Sisyphos 'un bu davranışı ingilizcede 'sonuçsuz çaba, boşuna uğraş' anlamına gelen SISYPHEAN olarak tanımlanır. Ancak Camus' a göre bu çaba, saçmalık ya da boşunalık değildir. Camus,  Sisyphos' u vazgeçmeyen olarak görmektedir. İnsanın tüm baskılara rağmen direnmek zorunda olduğunu vurgular. 

    ''Boşuna olduğunu bildiği halde direnen insan... Yaşamın anlamı ancak, dünyanın saçmalığını ve yenilginin daima tekrarlanacağını bile bile kötülüğe direnmek olabilir. İnsanlığa gerçek boyutlarını  ancak bu başkaldırı kazandırabilir'' der Camus Sisyphos'un bu davranışını tanımlarken.

    Sisyphos her ne kadar sonunu bildiği bir durumu devam ettiriyor olsa da bu onun mücadelesi ve pes etmeyişidir.

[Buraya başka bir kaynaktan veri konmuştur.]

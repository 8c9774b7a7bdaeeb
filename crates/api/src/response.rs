//! Shared response envelope types for API handlers.
//!
//! All API responses use a `{ "data": ... }` envelope. Use [`DataResponse`]
//! instead of ad-hoc `serde_json::json!({ "data": ... })`.

use serde::Serialize;

/// Standard `{ "data": T }` response envelope.
///
/// ```ignore
/// Ok(Json(DataResponse { data: bookings }))
/// ```
#[derive(Debug, Serialize)]
pub struct DataResponse<T: Serialize> {
    pub data: T,
}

Bir anlamda direnmesi, umut etmesi, kendisine dikte edilene boyun eğmeyişidir.



    Peki acaba biz kendi rutinimizde,  içimizde o kayayı zirveye tekrar taşıma gücünü ne kadar bulabiliyoruz?  Umudu ne kadar kovalayabiliyoruz? Bazen boşa kürek çekiyoruz gibi hissetsek bile bu duygunun bizi ele geçirmesine izin veriyor muyuz?

    Sonuç olarak Sisyphos mutludur. Çünkü yılmamış, yenilmezliğini ispat etmiştir.  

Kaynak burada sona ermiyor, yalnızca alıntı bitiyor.